CargoWise's cloud-based integration platform for routing messages between CargoWise and external systems. eHub supports asynchronous message processing with built-in retry logic, making it the preferred integration pathway for high-volume AI document processing. Messages are queued and delivered reliably even during peak processing periods.

F

Freight Forwarder

A company that arranges the transportation of goods on behalf of shippers. Freight forwarders coordinate with carriers, customs authorities, and warehouses to move cargo by sea, air, road, or rail. They typically do not own transport assets themselves but act as intermediaries, leveraging carrier relationships and operational expertise to manage the complexity of global shipping.

L

LangGraph

An AI orchestration framework built on LangChain for creating complex, multi-step AI agent workflows. In freight automation, LangGraph is used to orchestrate document processing pipelines that involve classification, extraction, validation, and TMS push steps. Its graph-based architecture allows for conditional branching, retry logic, and human-in-the-loop exception handling.

O

OCR (Optical Character Recognition)

Technology that converts images of text — scanned documents, photos, PDFs — into machine-readable text. In freight operations, OCR is the first step in document intelligence pipelines, converting paper-based or image-based documents into processable text.

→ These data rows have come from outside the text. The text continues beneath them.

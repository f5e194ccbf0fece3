//! API Routes
//!
//! Configures the Axum router with all cache admin endpoints.

use axum::{
    routing::{delete, get, post},
    Router,
};
use tower_http::{
    cors::{Any, CorsLayer},
    trace::TraceLayer,
};

use super::handlers::{
    cache_stats_handler, cleanup_handler, clear_all_handler, clear_handler, get_handler,
    health_handler, invalidate_handler, invalidate_pattern_handler, set_handler, stats_handler,
    AppState,
};

/// Creates the main router with all endpoints configured.
///
/// # Endpoints
/// - `GET /health` - Health check
/// - `GET /stats` - Stats of every cache
/// - `DELETE /caches` - Clear every cache
/// - `DELETE /caches/:domain` - Clear one cache
/// - `GET /caches/:domain/stats` - Stats of one cache
/// - `PUT|GET|DELETE /caches/:domain/entries` - Set, look up, invalidate an entry
/// - `POST /caches/:domain/invalidate` - Invalidate by key substring
/// - `POST /caches/:domain/cleanup` - Sweep expired entries now
///
/// # Middleware
/// - CORS: Allows any origin (configurable for production)
/// - Tracing: Logs all requests for debugging
pub fn create_router(state: AppState) -> Router {
    let cors = CorsLayer::new()
        .allow_origin(Any)
        .allow_methods(Any)
        .allow_headers(Any);

    Router::new()
        .route("/health", get(health_handler))
        .route("/stats", get(stats_handler))
        .route("/caches", delete(clear_all_handler))
        .route("/caches/:domain", delete(clear_handler))
        .route("/caches/:domain/stats", get(cache_stats_handler))
        .route(
            "/caches/:domain/entries",
            get(get_handler).put(set_handler).delete(invalidate_handler),
        )
        .route("/caches/:domain/invalidate", post(invalidate_pattern_handler))
        .route("/caches/:domain/cleanup", post(cleanup_handler))
        .layer(cors)
        .layer(TraceLayer::new_for_http())
        .with_state(state)
}

#[cfg(test)]
mod tests {
    use super::*;
    use std::sync::Arc;

    use axum::{
        body::Body,
        http::{Request, StatusCode},
    };
    use tower::util::ServiceExt;

    use crate::cache::{CacheRegistry, ManualClock, MemoryStorage};
    use crate::config::Config;

    fn create_test_app() -> Router {
        let registry = CacheRegistry::with_storage(
            &Config::default(),
            Arc::new(MemoryStorage::new()),
            Arc::new(ManualClock::new(0)),
        );
        create_router(AppState::new(registry))
    }

    async fn status_of(request: Request<Body>) -> StatusCode {
        create_test_app().oneshot(request).await.unwrap().status()
    }

    #[tokio::test]
    async fn test_health_endpoint() {
        let request = Request::builder().uri("/health").body(Body::empty()).unwrap();
        assert_eq!(status_of(request).await, StatusCode::OK);
    }

    #[tokio::test]
    async fn test_stats_endpoint() {
        let request = Request::builder().uri("/stats").body(Body::empty()).unwrap();
        assert_eq!(status_of(request).await, StatusCode::OK);
    }

    #[tokio::test]
    async fn test_set_endpoint() {
        let request = Request::builder()
            .method("PUT")
            .uri("/caches/products/entries")
            .header("content-type", "application/json")
            .body(Body::from(r#"{"identifier":"/products","value":[1]}"#))
            .unwrap();
        assert_eq!(status_of(request).await, StatusCode::OK);
    }

    #[tokio::test]
    async fn test_get_not_found() {
        let request = Request::builder()
            .uri("/caches/api/entries?identifier=%2Fnothing")
            .body(Body::empty())
            .unwrap();
        assert_eq!(status_of(request).await, StatusCode::NOT_FOUND);
    }

    #[tokio::test]
    async fn test_unknown_cache_is_not_found() {
        let request = Request::builder()
            .method("POST")
            .uri("/caches/orders/cleanup")
            .body(Body::empty())
            .unwrap();
        assert_eq!(status_of(request).await, StatusCode::NOT_FOUND);
    }
}
//! Expiry Sweep Task
//!
//! Background task that periodically removes expired cache entries.

use std::sync::Arc;
use std::time::Duration;

use serde::de::DeserializeOwned;
use serde::Serialize;
use tokio::sync::RwLock;
use tokio::task::JoinHandle;
use tracing::{debug, info};

use crate::cache::ResponseCache;

// == Sweep Handle ==
/// Owns a running sweep task. Dropping the handle stops the sweep.
#[derive(Debug)]
pub struct SweepHandle {
    handle: JoinHandle<()>,
}

impl SweepHandle {
    /// Stops the sweep.
    pub fn abort(&self) {
        self.handle.abort();
    }

    pub fn is_finished(&self) -> bool {
        self.handle.is_finished()
    }
}

impl Drop for SweepHandle {
    fn drop(&mut self) {
        self.handle.abort();
    }
}

/// Spawns a background task that runs `cleanup` on `cache` every `interval`.
///
/// Ticks never overlap: each sweep holds the write lock until it completes,
/// and the next sleep starts only afterwards.
///
/// # Arguments
/// * `cache` - Shared reference to the cache
/// * `interval` - Time between sweeps
/// * `name` - Cache name used in log lines
///
/// # Example
/// ```ignore
/// let cache = Arc::new(RwLock::new(ResponseCache::<Value>::new(100, 300_000)));
/// let sweep = spawn_cleanup_task(cache.clone(), Duration::from_secs(60), "api");
/// // Dropping `sweep` stops the task
/// ```
pub fn spawn_cleanup_task<T>(
    cache: Arc<RwLock<ResponseCache<T>>>,
    interval: Duration,
    name: &'static str,
) -> SweepHandle
where
    T: Clone + Serialize + DeserializeOwned + Send + Sync + 'static,
{
    let handle = tokio::spawn(async move {
        info!(
            cache = name,
            "Starting expiry sweep with interval of {} ms",
            interval.as_millis()
        );

        loop {
            tokio::time::sleep(interval).await;

            let removed = {
                let mut cache_guard = cache.write().await;
                cache_guard.cleanup()
            };

            if removed > 0 {
                info!(cache = name, "Expiry sweep: removed {} expired entries", removed);
            } else {
                debug!(cache = name, "Expiry sweep: no expired entries found");
            }
        }
    });

    SweepHandle { handle }
}
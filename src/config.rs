//! Pipeline configuration.
//!
//! Stored as an optional JSON file; every key falls back to the layout of
//! the melanoma workbooks:
//! ```json
//! {
//!   "join": "reference",
//!   "empty_subset": "skip",
//!   "patient_columns": { "map": "Map", "x": "X", "y": "Y", "node_fields": "Node Fields" },
//!   "reference_columns": { "map": "Body map #", "coord_x": "x", "coord_y": "y", "coord_z": "z" }
//! }
//! ```

use anyhow::{Context, Result};
use serde::Deserialize;
use std::path::Path;

/// Which side of the site join decides the output rows.
#[derive(Debug, Clone, Copy, Default, PartialEq, Eq, Deserialize)]
#[serde(rename_all = "lowercase")]
pub enum JoinDirection {
    /// Every reference site appears, zero-filled when no patient matched.
    #[default]
    Reference,
    /// Only sites with grouped patients appear.
    Patient,
}

/// What to do with a filter variant that matched no patients.
#[derive(Debug, Clone, Copy, Default, PartialEq, Eq, Deserialize)]
#[serde(rename_all = "lowercase")]
pub enum EmptySubsetPolicy {
    #[default]
    Skip,
    Emit,
}

#[derive(Debug, Clone, Deserialize)]
#[serde(default)]
pub struct PatientColumns {
    pub map: String,
    pub x: String,
    pub y: String,
    pub node_fields: String,
}

impl Default for PatientColumns {
    fn default() -> Self {
        Self {
            map: "Map".into(),
            x: "X".into(),
            y: "Y".into(),
            node_fields: "Node Fields".into(),
        }
    }
}

impl PatientColumns {
    pub fn site_key(&self) -> [&str; 3] {
        [&self.map, &self.x, &self.y]
    }
}

#[derive(Debug, Clone, Deserialize)]
#[serde(default)]
pub struct ReferenceColumns {
    pub map: String,
    pub x: String,
    pub y: String,
    pub coord_x: String,
    pub coord_y: String,
    pub coord_z: String,
}

impl Default for ReferenceColumns {
    fn default() -> Self {
        Self {
            map: "Body map #".into(),
            x: "X".into(),
            y: "Y".into(),
            coord_x: "x".into(),
            coord_y: "y".into(),
            coord_z: "z".into(),
        }
    }
}

/// Drainage regions recorded in the node-fields column, prefixed with `l`/`r`
/// for the side of the body.
const NODE_FIELD_REGIONS: &[&str] = &[
    "o", "posta", "prea", "p", "f", "sm", "sl", "c1", "c2", "c3", "c4", "c5", "sc", "ax", "tri",
    "epi", "ic", "ing", "pop", "ilc",
];

/// The node-field tokens used by `--all-node-fields`.
pub fn default_node_fields() -> Vec<String> {
    ["l", "r"]
        .iter()
        .flat_map(|side| NODE_FIELD_REGIONS.iter().map(move |r| format!("{side}{r}")))
        .collect()
}

#[derive(Debug, Clone, Deserialize)]
#[serde(default)]
pub struct PipelineConfig {
    pub patient_columns: PatientColumns,
    pub reference_columns: ReferenceColumns,
    pub followup_suffix: String,
    pub join: JoinDirection,
    pub empty_subset: EmptySubsetPolicy,
    pub group_name: String,
    pub all_node_fields: Vec<String>,
}

impl Default for PipelineConfig {
    fn default() -> Self {
        Self {
            patient_columns: PatientColumns::default(),
            reference_columns: ReferenceColumns::default(),
            followup_suffix: "_followup".into(),
            join: JoinDirection::default(),
            empty_subset: EmptySubsetPolicy::default(),
            group_name: "melanoma".into(),
            all_node_fields: default_node_fields(),
        }
    }
}

impl PipelineConfig {
    /// Loads the config from a JSON file at `path`.
    pub fn load(path: &Path) -> Result<Self> {
        let content = std::fs::read_to_string(path)
            .with_context(|| format!("reading config {}", path.display()))?;
        let config = serde_json::from_str(&content)
            .with_context(|| format!("parsing config {}", path.display()))?;
        Ok(config)
    }
}
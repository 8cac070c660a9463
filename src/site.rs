//! Anatomical site keys and the body-map reference table.

use serde::Serialize;

use crate::config::ReferenceColumns;
use crate::error::{PipelineError, Result};
use crate::table::{Cell, Table};

/// The (map, X, Y) triple identifying one anatomical location.
///
/// Each part is stored in its canonical text form so numeric and textual
/// spellings of the same coordinate compare equal.
#[derive(Debug, Clone, PartialEq, Eq, Hash, Serialize)]
pub struct SiteKey {
    pub map: String,
    pub x: String,
    pub y: String,
}

impl SiteKey {
    pub fn new(map: impl ToString, x: impl ToString, y: impl ToString) -> Self {
        Self {
            map: map.to_string(),
            x: x.to_string(),
            y: y.to_string(),
        }
    }

    /// Builds a key from a row, or `None` when any part is missing.
    pub fn from_row(row: &[Cell], columns: [usize; 3]) -> Option<Self> {
        let [map, x, y] = columns.map(|i| &row[i]);
        if map.is_missing() || x.is_missing() || y.is_missing() {
            return None;
        }
        Some(Self::new(map, x, y))
    }
}

#[derive(Debug, Clone, Copy, Default, PartialEq, Serialize)]
pub struct Coordinates {
    pub x: f64,
    pub y: f64,
    pub z: f64,
}

/// One row of the body-map reference table.
#[derive(Debug, Clone, PartialEq)]
pub struct SiteReference {
    pub key: SiteKey,
    pub coordinates: Coordinates,
}

impl SiteReference {
    /// Reads every row of the reference table in file order.
    ///
    /// Rows with an incomplete site key are skipped; an unreadable
    /// coordinate is an error.
    pub fn from_table(table: &Table, columns: &ReferenceColumns) -> Result<Vec<Self>> {
        let index = |name: &str| {
            table
                .column_index(name)
                .ok_or_else(|| PipelineError::MissingColumn {
                    table: "site reference",
                    column: name.to_string(),
                })
        };

        let key_columns = [
            index(columns.map.as_str())?,
            index(columns.x.as_str())?,
            index(columns.y.as_str())?,
        ];
        let coord_columns = [
            (columns.coord_x.as_str(), index(columns.coord_x.as_str())?),
            (columns.coord_y.as_str(), index(columns.coord_y.as_str())?),
            (columns.coord_z.as_str(), index(columns.coord_z.as_str())?),
        ];

        let mut sites = Vec::with_capacity(table.len());
        for (row_number, row) in table.rows().enumerate() {
            let Some(key) = SiteKey::from_row(row, key_columns) else {
                tracing::warn!(row = row_number + 1, "Reference row without a site key, skipping");
                continue;
            };

            let mut values = [0.0; 3];
            for (value, (name, i)) in values.iter_mut().zip(coord_columns) {
                *value = parse_coordinate(&row[i]).ok_or_else(|| {
                    PipelineError::InvalidCoordinate {
                        row: row_number + 1,
                        column: name.to_string(),
                        value: row[i].to_string(),
                    }
                })?;
            }

            sites.push(SiteReference {
                key,
                coordinates: Coordinates {
                    x: values[0],
                    y: values[1],
                    z: values[2],
                },
            });
        }

        Ok(sites)
    }
}

/// Reads a coordinate cell, accepting the Unicode minus sign used by some
/// rows of the reference workbook.
pub fn parse_coordinate(cell: &Cell) -> Option<f64> {
    match cell {
        Cell::Number(n) => Some(*n),
        Cell::Text(s) => s.replace('\u{2212}', "-").trim().parse().ok(),
        Cell::Missing => None,
    }
}
//! Typed errors raised by the filter engine and the export pipeline.

use std::path::PathBuf;
use thiserror::Error;

/// Problems with a filter expression, detected before any row is filtered.
#[derive(Debug, Error)]
pub enum FilterError {
    #[error("malformed filter clause '{clause}': {reason}")]
    Malformed { clause: String, reason: &'static str },

    #[error(
        "column {field} not known: possible columns to choose from: [{}]",
        .known.join(", ")
    )]
    UnknownField { field: String, known: Vec<String> },

    #[error("filter {field}>{value} needs a numeric value")]
    NonNumericComparison { field: String, value: String },

    #[error("invalid node field pattern '{token}': {source}")]
    Pattern {
        token: String,
        #[source]
        source: regex::Error,
    },
}

#[derive(Debug, Error)]
pub enum PipelineError {
    #[error(transparent)]
    Filter(#[from] FilterError),

    #[error("{table} table has no column '{column}'")]
    MissingColumn { table: &'static str, column: String },

    #[error("site reference row {row}: cannot read {column} coordinate '{value}'")]
    InvalidCoordinate {
        row: usize,
        column: String,
        value: String,
    },

    #[error("failed to write {}: {source}", .path.display())]
    Write {
        path: PathBuf,
        #[source]
        source: std::io::Error,
    },
}

pub type Result<T> = std::result::Result<T, PipelineError>;
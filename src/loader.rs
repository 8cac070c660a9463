//! Loading of the CSV exports of the patient, follow-up and body-map workbooks.

use anyhow::{Context, Result};
use std::fs::File;
use std::io::Read;
use std::path::Path;
use tracing::{debug, info};

use crate::config::PipelineConfig;
use crate::join::join_followup;
use crate::site::SiteReference;
use crate::table::{Cell, Table};

/// Name given to the row index column when the export left it unnamed.
pub const INDEX_COLUMN: &str = "index";

/// Headers produced by spreadsheet exports for blank or index-only columns.
fn is_placeholder_header(name: &str) -> bool {
    name.is_empty() || name.starts_with("Unnamed:")
}

/// Reads CSV with a header row into a [`Table`], dropping placeholder columns.
pub fn read_table<R: Read>(reader: R) -> Result<Table> {
    let mut rdr = csv::ReaderBuilder::new()
        .flexible(true)
        .trim(csv::Trim::All)
        .from_reader(reader);

    let headers = rdr.headers()?.clone();
    // The first column is the row index and is kept even when unnamed.
    let kept: Vec<usize> = headers
        .iter()
        .enumerate()
        .filter(|(i, h)| *i == 0 || !is_placeholder_header(h))
        .map(|(i, _)| i)
        .collect();

    let columns = kept
        .iter()
        .map(|&i| match &headers[i] {
            h if i == 0 && is_placeholder_header(h) => INDEX_COLUMN.to_string(),
            h => h.to_string(),
        })
        .collect();
    let mut table = Table::new(columns);

    for result in rdr.records() {
        let record = result?;
        table.push_row(
            kept.iter()
                .map(|&i| record.get(i).map_or(Cell::Missing, Cell::parse))
                .collect(),
        );
    }

    Ok(table)
}

pub fn load_table(path: &Path) -> Result<Table> {
    let file = File::open(path).with_context(|| format!("opening {}", path.display()))?;
    let table = read_table(file).with_context(|| format!("reading {}", path.display()))?;
    debug!(path = %path.display(), rows = table.len(), columns = table.columns().len(), "Table loaded");
    Ok(table)
}

/// Locations of the three input tables.
#[derive(Debug, Clone)]
pub struct InputPaths<'a> {
    pub sites: &'a Path,
    pub patients: &'a Path,
    pub followup: Option<&'a Path>,
}

/// Everything the pipeline needs, loaded once.
#[derive(Debug, Clone)]
pub struct Datasets {
    /// Patients with follow-up columns already joined in.
    pub patients: Table,
    pub reference: Vec<SiteReference>,
}

impl Datasets {
    #[tracing::instrument(skip_all)]
    pub fn load(paths: &InputPaths<'_>, config: &PipelineConfig) -> Result<Self> {
        let reference_table = load_table(paths.sites)?;
        let reference = SiteReference::from_table(&reference_table, &config.reference_columns)
            .with_context(|| format!("reading sites from {}", paths.sites.display()))?;

        let mut patients = load_table(paths.patients)?;
        if let Some(followup_path) = paths.followup {
            let followup = load_table(followup_path)?;
            patients = join_followup(&patients, &followup, &config.followup_suffix);
        }

        info!(
            sites = reference.len(),
            patients = patients.len(),
            "Data loaded"
        );

        Ok(Self {
            patients,
            reference,
        })
    }
}

#[cfg(test)]
mod tests {
    use super::*;

    #[test]
    fn test_read_table_drops_unnamed_columns() {
        let csv = "Unnamed: 0,Map,X,Y,Unnamed: 5,Node Fields\n\
                   7,1,0,0,,rposta rc1\n";
        let table = read_table(csv.as_bytes()).unwrap();

        assert_eq!(table.columns(), ["index", "Map", "X", "Y", "Node Fields"]);
        let row = table.rows().next().unwrap();
        assert_eq!(row[0], Cell::Number(7.0));
        assert_eq!(row[4], Cell::Text("rposta rc1".into()));
    }

    #[test]
    fn test_read_table_names_blank_index_column() {
        let table = read_table(",Map,X\n1,1,0\n".as_bytes()).unwrap();

        assert_eq!(table.sorted_columns(), ["Map", "X", "index"]);
        assert_eq!(table.rows().next().unwrap()[0], Cell::Number(1.0));
    }

    #[test]
    fn test_read_table_short_records() {
        let csv = "id,Age,Sex\n1,60\n";
        let table = read_table(csv.as_bytes()).unwrap();
        let row = table.rows().next().unwrap();
        assert!(row[2].is_missing());
    }

    #[test]
    fn test_load_table_missing_file() {
        assert!(load_table(Path::new("/nonexistent/patients.csv")).is_err());
    }
}
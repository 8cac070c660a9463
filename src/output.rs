//! Rendering of aggregated sites into the `.ipdata` and `.exdata` formats.
//!
//! Both formats are read by external visualisation tooling, so the literal
//! text here must not change; only the numbers vary.

use anyhow::Result as AnyResult;
use serde::Serialize;
use std::fs::{self, File};
use std::io::{self, BufWriter, Write};
use std::path::{Path, PathBuf};
use tracing::{debug, info};

use crate::aggregate::AggregatedSite;
use crate::error::{PipelineError, Result};

#[derive(Debug, Clone, Copy, PartialEq, Eq, Hash, Serialize)]
#[serde(rename_all = "lowercase")]
pub enum OutputFormat {
    /// Tab-separated legacy data file.
    Ipdata,
    /// Node list with field metadata.
    Exdata,
}

impl OutputFormat {
    pub fn extension(self) -> &'static str {
        match self {
            OutputFormat::Ipdata => "ipdata",
            OutputFormat::Exdata => "exdata",
        }
    }
}

/// Derives the output file for one artifact.
///
/// The stem of `base` gets `_{tag}` for per-token variants and `_normalised`
/// for normalised counts; any extension on `base` is replaced.
pub fn output_path(base: &Path, tag: Option<&str>, normalised: bool, format: OutputFormat) -> PathBuf {
    let mut name = base
        .file_stem()
        .map(|s| s.to_string_lossy().into_owned())
        .unwrap_or_else(|| "melanoma".to_string());

    if let Some(tag) = tag {
        name.push('_');
        name.extend(tag.chars().map(|c| if c.is_alphanumeric() || c == '-' { c } else { '_' }));
    }
    if normalised {
        name.push_str("_normalised");
    }
    name.push('.');
    name.push_str(format.extension());

    base.with_file_name(name)
}

/// Python-style scientific notation: 5 mantissa decimals, signed two-digit exponent.
pub fn scientific(value: f64) -> String {
    let formatted = format!("{value:.5e}");
    match formatted.split_once('e') {
        Some((mantissa, exponent)) => {
            let exponent: i32 = exponent.parse().unwrap_or(0);
            let sign = if exponent < 0 { '-' } else { '+' };
            format!("{mantissa}e{sign}{:02}", exponent.abs())
        }
        None => formatted,
    }
}

/// Writes the legacy tabular format.
///
/// The last column carries the raw numerator for normalised rows and the
/// scale otherwise.
pub fn write_ipdata<W: Write>(w: &mut W, sites: &[AggregatedSite]) -> io::Result<()> {
    writeln!(w, "Data file")?;
    for site in sites {
        let c = &site.coordinates;
        let last = match site.selected_node {
            Some(n) => n.to_string(),
            None => format!("{:.4}", site.scale),
        };
        writeln!(
            w,
            "{}\t{:.4}\t{:.4}\t{:.4}\t{:.4}\t{:.4}\t{:.4}\t{:.4}\t{}",
            site.node, c.x, c.y, c.z, site.count, site.scale, site.scale, site.scale, last
        )?;
    }
    Ok(())
}

const EXDATA_COORDINATES: &str = " 1) coordinates, coordinate, rectangular cartesian, #Components=3
  x.  Value index= 1, #Derivatives= 0
  y.  Value index= 2, #Derivatives= 0
  z.  Value index= 3, #Derivatives= 0
";

const EXDATA_COUNT: &str = " 2) count, field, rectangular cartesian, #Components=1
  count.  Value index= 4, #Derivatives= 0
";

const EXDATA_FREQUENCY: &str = " 3) frequency, field, rectangular cartesian, #Components=1
  frequency.  Value index= 5, #Derivatives= 0
";

/// Writes the structured node format under the group `group`.
pub fn write_exdata<W: Write>(
    w: &mut W,
    group: &str,
    sites: &[AggregatedSite],
    normalised: bool,
) -> io::Result<()> {
    writeln!(w, " Group name: {group}")?;
    writeln!(w, " #Fields={}", if normalised { 3 } else { 2 })?;
    w.write_all(EXDATA_COORDINATES.as_bytes())?;
    w.write_all(EXDATA_COUNT.as_bytes())?;
    if normalised {
        w.write_all(EXDATA_FREQUENCY.as_bytes())?;
    }

    for site in sites {
        let c = &site.coordinates;
        writeln!(w, " Node:  {}", site.node)?;
        writeln!(
            w,
            "    {}  {}  {}",
            scientific(c.x),
            scientific(c.y),
            scientific(c.z)
        )?;
        write!(w, "    {}", scientific(site.count))?;
        if normalised {
            let selected = site.selected_node.unwrap_or(0) as f64;
            write!(w, "  {}", scientific(selected))?;
        }
        writeln!(w)?;
    }
    Ok(())
}

/// Settings shared by every file written for one filter variant.
#[derive(Debug, Clone, Copy)]
pub struct ExportTarget<'a> {
    pub base: &'a Path,
    pub tag: Option<&'a str>,
    pub normalised: bool,
    pub group: &'a str,
}

/// Writes `sites` in each of `formats`, returning the paths written.
#[tracing::instrument(skip(sites, target), fields(base = %target.base.display(), tag = ?target.tag))]
pub fn export(
    sites: &[AggregatedSite],
    formats: &[OutputFormat],
    target: ExportTarget<'_>,
) -> Result<Vec<PathBuf>> {
    let mut written = Vec::with_capacity(formats.len());

    for &format in formats {
        let path = output_path(target.base, target.tag, target.normalised, format);
        write_file(&path, |w| match format {
            OutputFormat::Ipdata => write_ipdata(w, sites),
            OutputFormat::Exdata => write_exdata(w, target.group, sites, target.normalised),
        })
        .map_err(|source| PipelineError::Write {
            path: path.clone(),
            source,
        })?;

        info!(path = %path.display(), rows = sites.len(), "Wrote output file");
        written.push(path);
    }

    Ok(written)
}

fn write_file(
    path: &Path,
    render: impl FnOnce(&mut BufWriter<File>) -> io::Result<()>,
) -> io::Result<()> {
    if let Some(parent) = path.parent().filter(|p| !p.as_os_str().is_empty()) {
        fs::create_dir_all(parent)?;
    }
    let mut writer = BufWriter::new(File::create(path)?);
    render(&mut writer)?;
    writer.flush()
}

/// Logs a value as pretty-printed JSON.
pub fn print_json<T: Serialize>(value: &T) -> AnyResult<()> {
    debug!("{}", serde_json::to_string_pretty(value)?);
    Ok(())
}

Modern AI systems go far beyond basic OCR to understand document structure, tables, and contextual relationships between fields.

T

TMS (Transportation Management System)

Software used by freight forwarders and logistics companies to manage transportation operations including bookings, shipment tracking, documentation, billing, and carrier management. Major TMS platforms include CargoWise, SAP TM, Oracle TMS, Microsoft Dynamics 365, and Descartes. AI automation systems integrate with TMS platforms to eliminate manual data entry and streamline operations.

U

Universal Gateway

CargoWise's real-time API integration interface that allows external systems to make direct API calls into CargoWise for operations like looking up shipment status, retrieving reference data, or validating codes. Universal Gateway is typically used alongside eHub in AI automation deployments — eHub for high-volume asynchronous pushes, Universal Gateway for real-time lookups and validations.

X

XML Mapping

The process of translating extracted document data into the specific XML format required by a TMS. In CargoWise integration, XML mapping must match the exact module codes, custom fields, branch codes, and department codes of the target CargoWise instance. Accurate XML mapping is critical — a single mismatched field code can cause import failures or data landing in the wrong module.